The sooner we can take away that human element from driving the better, because that one act will end up saving lots of lives.
> Humans who cause accidents will have remorse and learn never to do it again
That is so untrue, at least for what happens here in Australia.
Here in Australia we have many hundreds in not thousands of repeat drink driving, speeding offenders on the roads, and short of locking them up there is no way to keep them off the roads.
Taking away their license makes no difference as they just drive without a license.
The argument in this thread seems to suggest we should be slow at adopting av technology because it could kill some innocent people.
Now I accept that point as a fact. There is no doubt people will die in av cars just like people die in cars today.
Yet, on the other we have human drivers killing innocent people today, which is acceptable collateral damage, even though introducing av technology would help to greatly reduce that number.
> Yet, on the other we have human drivers killing innocent people today, which is acceptable collateral damage, even though introducing av technology would help to greatly reduce that number.
Speaking for no one other than myself, vehicular deaths are not "acceptable collateral damage" so much as a statistical inevitability, one sought to be minimized as much as possible.
The problem with introducing autonomous vehicle technology, again IMHO, is the assumption that it "would help to greatly reduce that number."
> And without actually doing the implementation that question will never get answered.
Exactly. Which is why it is imperative the engineering community does not assume outcomes beforehand.
Much of the concerns you list I agree are likely benefits, with the "not drive drunk", "not get tired", and "not susceptible to road rage" items being a near certainty due to eliminating biological aspects.
What autonomous vehicles might not be better at could be:
. snow
. black ice
. mud
. severe thunderstorms
. able to operate in high dust environments
. adapting to rapid unexpected operating conditions
. when to run a red light (emergencies, external threats, some combination of conditions above)
Are these edge conditions? Maybe. Or you could call them functional requirements not often discussed.
All I'm saying is that there is a lot more to general-purpose driving than what can be shown in a limited setting.
IOW, show me an autonomous vehicle which can complete the Paris-Dakar Rally[0] and I'll show you someone who will say it's time for people to stop driving ;-).
Humans learned to drive for years, initially, we will be better, but as time goes there is no chance against an automated solution. The whole industrialization process is just this and there were problems and bad things happened, but it works in the end.
I specifically added that clarification only because I suspected without it, the argument would have been but what happens when a bug in the software causes the av to crash where as humans don't face have that problem types of arguments.
Being a software developer I have no doubt there will be bugs in these av software system.
But these systems will also include many fail safe overrides designed to minimize the impact of these occasional bugs.
> You can't possibly think that drunk drivers and those driving without a license are the target market for self-driving cars.
You are correct, I don't think that.
That group just represents a small subset of the drivers that present a danger on the roads today.

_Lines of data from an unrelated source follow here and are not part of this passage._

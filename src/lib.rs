//! Localized URL routing and SEO metadata for a multilingual marketing site.
//!
//! The core is synchronous and pure: a [`Site`] is built once at start-up
//! and shared read-only; every operation on it maps plain values to plain
//! values and never fails at request time.

pub mod config;
pub mod i18n;
pub mod robots;
pub mod routing;
pub mod seo;
pub mod server;
pub mod site;
pub mod sitemap;

pub use site::{LocalizedPage, Site};
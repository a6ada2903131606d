//! SEO field processing: length validation, keywords, URLs, breadcrumbs,
//! structured data and the page metadata contract.

mod breadcrumbs;
mod keywords;
mod limits;
mod metadata;
mod structured_data;
mod urls;
mod validator;

pub use breadcrumbs::{breadcrumb_json_ld, build_breadcrumbs, BreadcrumbInput, BreadcrumbItem};
pub use keywords::process_keywords;
pub use limits::SeoLimits;
pub use metadata::{
    log_warnings, process_seo_record, Alternates, OgImage, OpenGraph, PageMetadata, ProcessedSeo,
    Robots, SeoRecord, TwitterCard,
};
pub use structured_data::{
    article_schema, city_geo, city_schema, faq_schema, office_schemas, organization_schema,
    service_schema, site_schemas, web_page_schema, website_schema, ArticleInput, CityGeo, CityInput,
    FaqEntry, PageSchema, ServiceInput, WebPageInput,
};
pub use urls::{LanguageUrls, OgImageKind, OgImageOptions, SiteUrls};
pub use validator::{
    truncate_text, validate_description, validate_title, FieldValidation, ELLIPSIS,
};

Now since you asked, I would say the real target market for self-driving cars is big business.
They are the ones pushing hard for this technology, not for the safety aspects that I have focused on, but instead for the cost savings this technology will bring to their bottom line.
> Humans who cause accidents will have remorse and learn never to do it again, or be punished if alcohol was involved. With an AV, currently nobody knows.
Easy to turn that around. Only individual humans learn from their mistakes - and even then, not always. But with AI, the whole fleet learns that lesson.
Humans who cause accidents will have remorse and learn never to do it again, or be punished if alcohol was involved. With an AV, currently nobody knows. It could be as simple as "we've checked in the bugfix to prevent this from happening again" with no emotion behind it.